King Osanga

Personal information
- Full name: King Moses Osanga
- Date of birth: {
- Place of birth: Jos, Nigeria
- Height: 1.82 m (6 ft 0 in)
- Position: Forward

Team information
- Current team: Plateau United

Senior career*
- Years: Team / Apps / (Gls)
- 2006–2009: Akwa United / 56 / (21)
- 2009–2010: Heartland F.C. / 34 / (11)
- 2010–2012: Étoile Sportive du Sahel / 42 / (18)
- 2011: → Al-Nasr Benghazi (loan) / 11 / (4)
- 2011: → Kaduna United (loan) / 16 / (6)
- 2012–2013: Sochaux / 1 / (0)
- 2013–2014: White Star Bruxelles / 13 / (4)
- 2015–2016: Shooting Stars
- 2016–2017: Ifeanyi Ubah F.C.
- 2017–: Plateau United

International career
- 2007: Nigeria U-17 / 20 / (4)
- 2009: Nigeria U-20 / 22 / (5)

= King Osanga =

Nigerian footballer

King Moses Osanga (born 6 October 1990) is a Nigerian professional footballer who plays as a forward.

==Career==
Osanga was born in Jos, Nigeria. He began his career in the youth side of Akwa United F.C., who were in 2007 promoted to the Nigeria Premier League.

On 28 July 2009, Osanga joined league rivals Heartland F.C. and returned after the 2009 FIFA U-20 World Cup to Heartland to play in the 2009 CAF Champions League final against TP Mazembe. Despite losing the Final on away goals, he received the Pepsi MVP Award.

In late November 2009 he was linked with a move to Tunisian club Étoile Sportive du Sahel, where he signed on 4 March 2010.
After nine months, he left Etoile and signed for Libyan club Al-Ahly Benghazi, but after the 2011 Libyan civil war began he was loaned to Kaduna United F.C.

Osanga moved to Europe, playing for White Star Bruxelles in the Belgian Second Division. He signed with French side Sochaux in early 2012.

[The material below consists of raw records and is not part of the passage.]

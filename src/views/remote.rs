use std::future::Future;

use tracing::debug;

use crate::error::ApiError;

/// Hands out strictly increasing tickets; only the newest one may apply its result.
#[derive(Debug, Default)]
pub struct RequestSequencer {
    latest: u64,
}

#[derive(Debug, Clone, Copy, PartialEq, Eq, PartialOrd, Ord)]
pub struct Ticket(u64);

impl RequestSequencer {
    pub fn issue(&mut self) -> Ticket {
        self.latest += 1;
        Ticket(self.latest)
    }

    pub fn is_latest(&self, ticket: Ticket) -> bool {
        self.latest == ticket.0
    }
}

#[derive(Debug, Clone, Copy, PartialEq, Eq)]
pub enum Settled {
    Applied,
    /// A newer request was issued meanwhile; the result was dropped.
    Stale,
}

/// State of one remotely fetched value.
///
/// `load` keeps `&mut self` across the await, so requests made through it
/// never overlap. Callers that let requests race (a new selection issued
/// while an older fetch is still in flight) take a ticket with `begin` and
/// hand the result back with `settle`; only the latest ticket is applied.
#[derive(Debug)]
pub struct Remote<T> {
    seq: RequestSequencer,
    loading: bool,
    error: Option<String>,
    session_expired: bool,
    value: Option<T>,
}

impl<T> Default for Remote<T> {
    fn default() -> Self {
        Self {
            seq: RequestSequencer::default(),
            loading: false,
            error: None,
            session_expired: false,
            value: None,
        }
    }
}

impl<T> Remote<T> {
    /// Starts a request. Error and session-expired state of earlier
    /// requests are cleared.
    pub fn begin(&mut self) -> Ticket {
        self.loading = true;
        self.error = None;
        self.session_expired = false;
        self.seq.issue()
    }

    /// Applies `result` if `ticket` is still the latest request. A success
    /// replaces the value wholesale, a 401 only raises the session-expired
    /// flag, any other failure becomes the inline error message.
    pub fn settle(&mut self, ticket: Ticket, result: Result<T, ApiError>) -> Settled {
        if !self.seq.is_latest(ticket) {
            debug!(?ticket, "discarding stale response");
            return Settled::Stale;
        }
        self.loading = false;
        match result {
            Ok(value) => self.value = Some(value),
            Err(ApiError::Unauthorized) => self.session_expired = true,
            Err(e) => self.error = Some(e.to_string()),
        }
        Settled::Applied
    }

    pub async fn load<F>(&mut self, request: F) -> Settled
    where
        F: Future<Output = Result<T, ApiError>>,
    {
        let ticket = self.begin();
        let result = request.await;
        self.settle(ticket, result)
    }

    pub fn expire_session(&mut self) {
        self.session_expired = true;
    }

    pub fn is_loading(&self) -> bool {
        self.loading
    }

    pub fn error(&self) -> Option<&str> {
        self.error.as_deref()
    }

    pub fn session_expired(&self) -> bool {
        self.session_expired
    }

    pub fn value(&self) -> Option<&T> {
        self.value.as_ref()
    }
}
//! Plain-text rendering of view snapshots.

use crate::aggregate::{Macro, MacroTotals};
use crate::meals::dto::format_day;
use crate::meals::MealRecord;
use crate::views::{
    DashboardSnapshot, JournalSnapshot, ListState, StatsSnapshot, SubmitStatus,
};

pub const SESSION_EXPIRED: &str =
    "Session expired: you are no longer authenticated. Please log in again.";
pub const NO_DATA: &str = "No data to display";
pub const LOADING: &str = "Loading...";

const BAR_WIDTH: usize = 40;

fn bar(value: f64, max: f64, width: usize) -> String {
    if max <= 0.0 || value <= 0.0 {
        return String::new();
    }
    let len = ((value / max) * width as f64).round() as usize;
    "#".repeat(len.clamp(1, width))
}

pub fn render_meal(meal: &MealRecord) -> String {
    let when = meal.date.as_deref().unwrap_or("-");
    let id = meal
        .id
        .map(|id| format!("#{id} "))
        .unwrap_or_default();
    let mut line = format!(
        "{id}{name} ({kind}, {when}): {kcal:.0} kcal, P {p:.1} g, C {c:.1} g, F {f:.1} g, fiber {fi:.1} g",
        name = meal.name,
        kind = meal.meal_type,
        kcal = Macro::Calories.of(meal),
        p = Macro::Proteins.of(meal),
        c = Macro::Carbohydrates.of(meal),
        f = Macro::Fats.of(meal),
        fi = Macro::Fiber.of(meal),
    );
    if let Some(desc) = meal.description.as_deref().filter(|d| !d.is_empty()) {
        line.push_str(&format!(" - {desc}"));
    }
    line
}

fn render_totals(totals: &MacroTotals) -> String {
    Macro::ALL
        .iter()
        .map(|&m| format!("{}: {:.1} {}", m.label(), totals.get(m), m.unit()))
        .collect::<Vec<_>>()
        .join(" | ")
}

pub fn render_dashboard(snapshot: &DashboardSnapshot) -> String {
    let data = match snapshot {
        DashboardSnapshot::Loading => return LOADING.to_string(),
        DashboardSnapshot::SessionExpired => return SESSION_EXPIRED.to_string(),
        DashboardSnapshot::Error(e) => return e.clone(),
        DashboardSnapshot::Empty => return NO_DATA.to_string(),
        DashboardSnapshot::Ready(data) => data,
    };

    let max = data.points.iter().map(|p| p.value).fold(0.0, f64::max);
    let mut lines = vec![format!(
        "{} per day ({})",
        data.selected.label(),
        data.selected.unit()
    )];
    for p in &data.points {
        lines.push(format!(
            "{} | {:<width$} {:.1}",
            format_day(p.date),
            bar(p.value, max, BAR_WIDTH),
            p.value,
            width = BAR_WIDTH
        ));
    }
    lines.push(format!(
        "All-time average: {:.1} | 30-day average: {:.1} | 7-day average: {:.1}",
        data.averages.all_time, data.averages.last_30, data.averages.last_7
    ));
    lines.join("\n")
}

pub fn render_journal(snapshot: &JournalSnapshot) -> String {
    let mut lines = vec![format!("Meals of {}", format_day(snapshot.day))];
    match &snapshot.meals {
        ListState::Loading => lines.push(LOADING.to_string()),
        ListState::SessionExpired => lines.push(SESSION_EXPIRED.to_string()),
        ListState::Error(e) => lines.push(e.clone()),
        ListState::Empty => lines.push("No meals recorded for this day".to_string()),
        ListState::Ready(meals) => lines.extend(meals.iter().map(|m| format!("  {}", render_meal(m)))),
    }
    lines.push(format!("Total: {}", render_totals(&snapshot.totals)));
    match &snapshot.submit {
        SubmitStatus::Idle => {}
        SubmitStatus::Loading => lines.push("Adding meal...".to_string()),
        SubmitStatus::Success => lines.push("Meal added.".to_string()),
        SubmitStatus::Error(e) => lines.push(format!("Could not add meal: {e}")),
    }
    lines.join("\n")
}

pub fn render_stats(snapshot: &StatsSnapshot) -> String {
    let summary = match snapshot {
        StatsSnapshot::Loading => return LOADING.to_string(),
        StatsSnapshot::SessionExpired => return SESSION_EXPIRED.to_string(),
        StatsSnapshot::Error(e) => return e.clone(),
        StatsSnapshot::Empty => return "No data for this date".to_string(),
        StatsSnapshot::Ready(summary) => summary,
    };

    let mut lines = vec![format!("Daily statistics ({})", summary.stats.date)];
    for p in &summary.progress {
        lines.push(format!(
            "{:<14} {:>8.1} {:<4} [{:<20}] {:.1}% of {:.0}",
            p.nutrient.label(),
            p.value,
            p.nutrient.unit(),
            bar(p.percent, 100.0, 20),
            p.percent,
            p.goal
        ));
    }
    lines.push(format!("Meals recorded: {}", summary.stats.meal_count));
    lines.push(format!(
        "Average calories per meal: {:.0}",
        summary.calories_per_meal
    ));
    lines.push(format!("Total macronutrients: {:.1} g", summary.macro_grams));
    lines.join("\n")
}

He returned to Nigeria and played for Ifeanyi Ubah of Nnewi before moving to Plateau in October 2017.

==International career==
He was member of the Nigeria national under-17 football team at the 2007 FIFA U-17 World Cup in South Korea and the Nigeria national under-20 football team at 2009 FIFA U-20 World Cup in Egypt. He was called up to the senior team for the first time in August 2010 for a friendly in South Korea.